Historic aqueduct in San Antonio, Texas

The Espada Acequia, or Piedras Creek Aqueduct, was built by Franciscan friars in 1731 in what is now San Antonio, Texas, United States. It was built to supply irrigation water to the lands near Mission San Francisco de la Espada, today part of San Antonio Missions National Historical Park. The acequia is still in use today and is an National Historic Civil Engineering Landmark and a National Historic Landmark.

==Irrigation system==

Mission Espada's acequia (irrigation) system can still be seen today. The main ditch, or acequia madre, continues to carry water to the mission and its former farmlands. This water is still used by residents living on these neighboring lands.

The initial survival of a new mission depended upon the planting and harvesting of crops. In south central Texas, intermittent rainfall and the need for a reliable water source made the design and installation of an acequia system a high priority. Irrigation was so important to Spanish colonial settlers that they measured cropland in suertes -the amount of land that could be watered in one day.
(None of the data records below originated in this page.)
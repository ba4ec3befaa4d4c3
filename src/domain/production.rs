// ==========================================
// 纺织工厂管理系统 - 生产与维修领域模型
// ==========================================
// 对齐: production_logs / maintenance / operations 表
// 说明: 生产记录与维修记录各自镜像一条财务流水（source_id 反向关联），
//       软删除/恢复沿该关联级联（见 ProductionApi / MaintenanceApi）
// ==========================================

use crate::domain::types::{Deletable, Unit};
use chrono::{NaiveDate, NaiveDateTime, Utc};
use serde::{Deserialize, Serialize};
use uuid::Uuid;

// ==========================================
// ProductionLog - 生产记录
// ==========================================
// total_amount 在创建时按 quantity × unit_price 计算落库
#[derive(Debug, Clone, Serialize, Deserialize)]
pub struct ProductionLog {
    // ===== 主键与关联 =====
    pub id: String,                 // 记录唯一标识（UUID）
    pub machine_id: String,         // 生产机台（FK）
    pub client_id: Option<String>,  // 委托客户（可空）

    // ===== 业务字段 =====
    pub product_name: String, // 产品名称
    pub quantity: f64,        // 数量
    pub unit: Unit,           // 计量单位（kg/ton）
    pub unit_price: f64,      // 单价
    pub total_amount: f64,    // 金额（quantity × unit_price）
    pub log_date: NaiveDate,  // 生产日期
    pub notes: Option<String>, // 备注

    // ===== 连接查询派生（不落库）=====
    pub machine_number: Option<String>, // 机台编号
    pub client_name: Option<String>,    // 客户名称

    // ===== 审计字段 =====
    pub created_at: NaiveDateTime, // 记录创建时间

    // ===== 软删除 =====
    pub is_deleted: bool,                  // 软删除标记
    pub deleted_at: Option<NaiveDateTime>, // 删除时间
    pub deleted_by: Option<String>,        // 删除操作人
}

impl ProductionLog {
    /// 创建新生产记录（自动生成 UUID、计算金额）
    pub fn new(
        machine_id: String,
        client_id: Option<String>,
        product_name: String,
        quantity: f64,
        unit: Unit,
        unit_price: f64,
        log_date: NaiveDate,
        notes: Option<String>,
    ) -> Self {
        Self {
            id: Uuid::new_v4().to_string(),
            machine_id,
            client_id,
            product_name,
            quantity,
            unit,
            unit_price,
            total_amount: quantity * unit_price,
            log_date,
            notes,
            machine_number: None,
            client_name: None,
            created_at: Utc::now().naive_utc(),
            is_deleted: false,
            deleted_at: None,
            deleted_by: None,
        }
    }
}

impl Deletable for ProductionLog {
    fn is_active(&self) -> bool {
        !self.is_deleted
    }
}

// ==========================================
// MaintenanceRecord - 维修记录
// ==========================================
#[derive(Debug, Clone, Serialize, Deserialize)]
pub struct MaintenanceRecord {
    // ===== 主键与关联 =====
    pub id: String,         // 记录唯一标识（UUID）
    pub machine_id: String, // 维修机台（FK）

    // ===== 业务字段 =====
    pub maintenance_date: NaiveDate,        // 维修日期
    pub maintenance_type: Option<String>,   // 维修类型
    pub cost: f64,                          // 维修费用
    pub notes: Option<String>,              // 备注
    pub next_due_date: Option<NaiveDate>,   // 下次保养日期

    // ===== 审计字段 =====
    pub created_at: NaiveDateTime, // 记录创建时间

    // ===== 软删除 =====
    pub is_deleted: bool,                  // 软删除标记
    pub deleted_at: Option<NaiveDateTime>, // 删除时间
    pub deleted_by: Option<String>,        // 删除操作人
}

impl MaintenanceRecord {
    /// 创建新维修记录
    pub fn new(
        machine_id: String,
        maintenance_date: NaiveDate,
        maintenance_type: Option<String>,
        cost: f64,
        notes: Option<String>,
        next_due_date: Option<NaiveDate>,
    ) -> Self {
        Self {
            id: Uuid::new_v4().to_string(),
            machine_id,
            maintenance_date,
            maintenance_type,
            cost,
            notes,
            next_due_date,
            created_at: Utc::now().naive_utc(),
            is_deleted: false,
            deleted_at: None,
            deleted_by: None,
        }
    }
}

impl Deletable for MaintenanceRecord {
    fn is_active(&self) -> bool {
        !self.is_deleted
    }
}

// ==========================================
// OperationRecord - 运转台账
// ==========================================
// 用途: 驾驶舱效率视图（工时/运转天数），不参与月度利润分摊
#[derive(Debug, Clone, Serialize, Deserialize)]
pub struct OperationRecord {
    // ===== 主键与关联 =====
    pub id: String,         // 记录唯一标识（UUID）
    pub machine_id: String, // 运转机台（FK）

    // ===== 业务字段 =====
    pub operation_date: NaiveDate, // 运转日期
    pub hours_worked: f64,         // 工作小时数
    pub notes: Option<String>,     // 备注

    // ===== 审计字段 =====
    pub created_at: NaiveDateTime, // 记录创建时间

    // ===== 软删除 =====
    pub is_deleted: bool,                  // 软删除标记
    pub deleted_at: Option<NaiveDateTime>, // 删除时间
    pub deleted_by: Option<String>,        // 删除操作人
}

impl OperationRecord {
    /// 创建新运转台账
    pub fn new(
        machine_id: String,
        operation_date: NaiveDate,
        hours_worked: f64,
        notes: Option<String>,
    ) -> Self {
        Self {
            id: Uuid::new_v4().to_string(),
            machine_id,
            operation_date,
            hours_worked,
            notes,
            created_at: Utc::now().naive_utc(),
            is_deleted: false,
            deleted_at: None,
            deleted_by: None,
        }
    }
}

impl Deletable for OperationRecord {
    fn is_active(&self) -> bool {
        !self.is_deleted
    }
}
The use of acequias was originally brought to the arid regions of Spain by the Romans and the Moors. When Franciscan missionaries arrived in the desert Southwest they found the system worked well in the hot, dry environment. In some areas, like New Mexico, it blended in easily with the irrigation system already in use by the Puebloan Native Americans.
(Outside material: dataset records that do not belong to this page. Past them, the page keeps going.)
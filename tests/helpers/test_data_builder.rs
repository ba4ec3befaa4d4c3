// ==========================================
// 测试数据构建器 - 用于引擎单元测试
// ==========================================

use chrono::{NaiveDate, NaiveDateTime, Utc};
use textile_erp::domain::machine::Machine;
use textile_erp::domain::status_log::MachineStatusLog;
use textile_erp::domain::types::{MachineStatus, OwnerType};
use uuid::Uuid;

// ==========================================
// Machine 构建器
// ==========================================

pub struct MachineBuilder {
    id: String,
    machine_number: String,
    machine_type: String,
    status: MachineStatus,
    owner_type: OwnerType,
    shareholder_id: Option<String>,
    shareholder_name: Option<String>,
    factory_profit_percentage: f64,
}

impl MachineBuilder {
    pub fn new(id: &str, machine_number: &str) -> Self {
        Self {
            id: id.to_string(),
            machine_number: machine_number.to_string(),
            machine_type: "剑杆织机".to_string(),
            status: MachineStatus::Stopped,
            owner_type: OwnerType::Factory,
            shareholder_id: None,
            shareholder_name: None,
            factory_profit_percentage: 100.0,
        }
    }

    pub fn machine_type(mut self, machine_type: &str) -> Self {
        self.machine_type = machine_type.to_string();
        self
    }

    pub fn status(mut self, status: MachineStatus) -> Self {
        self.status = status;
        self
    }

    pub fn shareholder_owned(mut self, shareholder_id: &str, name: &str, pct: f64) -> Self {
        self.owner_type = OwnerType::Shareholder;
        self.shareholder_id = Some(shareholder_id.to_string());
        self.shareholder_name = Some(name.to_string());
        self.factory_profit_percentage = pct;
        self
    }

    /// 直接设置比例（用于构造越界脏数据场景）
    pub fn raw_percentage(mut self, pct: f64) -> Self {
        self.factory_profit_percentage = pct;
        self
    }

    pub fn build(self) -> Machine {
        Machine {
            id: self.id,
            machine_number: self.machine_number,
            machine_type: self.machine_type,
            status: self.status,
            start_date: Some(NaiveDate::from_ymd_opt(2024, 1, 1).unwrap()),
            owner_type: self.owner_type,
            shareholder_id: self.shareholder_id,
            shareholder_name: self.shareholder_name,
            factory_profit_percentage: self.factory_profit_percentage,
            created_at: Utc::now().naive_utc(),
            is_deleted: false,
            deleted_at: None,
            deleted_by: None,
        }
    }
}

// ==========================================
// 状态流水构建器
// ==========================================

pub fn status_log(
    machine_id: &str,
    status: MachineStatus,
    start: NaiveDateTime,
    end: Option<NaiveDateTime>,
) -> MachineStatusLog {
    MachineStatusLog {
        id: Uuid::new_v4().to_string(),
        machine_id: machine_id.to_string(),
        status,
        start_date: start,
        end_date: end,
        created_at: start,
    }
}

/// 简写: 某日 0 点
pub fn at_midnight(year: i32, month: u32, day: u32) -> NaiveDateTime {
    NaiveDate::from_ymd_opt(year, month, day)
        .unwrap()
        .and_hms_opt(0, 0, 0)
        .unwrap()
}
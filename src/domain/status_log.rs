// ==========================================
// 纺织工厂管理系统 - 机台状态流水
// ==========================================
// 对齐: machine_status_logs 表
// 红线: 同一机台最多存在一条 end_date 为 NULL 的"当前"记录;
//       状态切换必须在单事务内"封口旧记录 + 开启新记录 + 回写机台状态"
// ==========================================

use crate::domain::types::MachineStatus;
use chrono::{NaiveDateTime, Utc};
use serde::{Deserialize, Serialize};
use uuid::Uuid;

// ==========================================
// MachineStatusLog - 状态区间事件
// ==========================================
// 用途: 月度报表的开机/停机/维修天数全部由此表重建
#[derive(Debug, Clone, Serialize, Deserialize)]
pub struct MachineStatusLog {
    // ===== 主键与关联 =====
    pub id: String,         // 流水唯一标识（UUID）
    pub machine_id: String, // 关联 machines（FK）

    // ===== 状态区间 =====
    pub status: MachineStatus,             // 区间内状态
    pub start_date: NaiveDateTime,         // 区间开始时刻
    pub end_date: Option<NaiveDateTime>,   // 区间结束时刻（NULL = 当前生效）

    // ===== 审计字段 =====
    pub created_at: NaiveDateTime, // 记录创建时间
}

impl MachineStatusLog {
    /// 开启一条新的状态区间（end_date 为 NULL）
    pub fn open(machine_id: String, status: MachineStatus, start_date: NaiveDateTime) -> Self {
        Self {
            id: Uuid::new_v4().to_string(),
            machine_id,
            status,
            start_date,
            end_date: None,
            created_at: Utc::now().naive_utc(),
        }
    }

    /// 区间是否仍在生效
    pub fn is_open(&self) -> bool {
        self.end_date.is_none()
    }
}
In order to distribute water to the missions along the San Antonio River, Franciscan missionaries oversaw the construction of seven gravity-flow ditches, dams, and at least one aqueduct—a 15 mi network that irrigated approximately 3500 acre of land. The acequia not only conducted potable water and irrigation, but also powered a mill.

Mission Espada has survived from its beginnings to the present day as a community center that still supports a Catholic parish and religious education, however a school originally opened by the Sisters of the Incarnate Word and Blessed Sacrament was closed in 1967.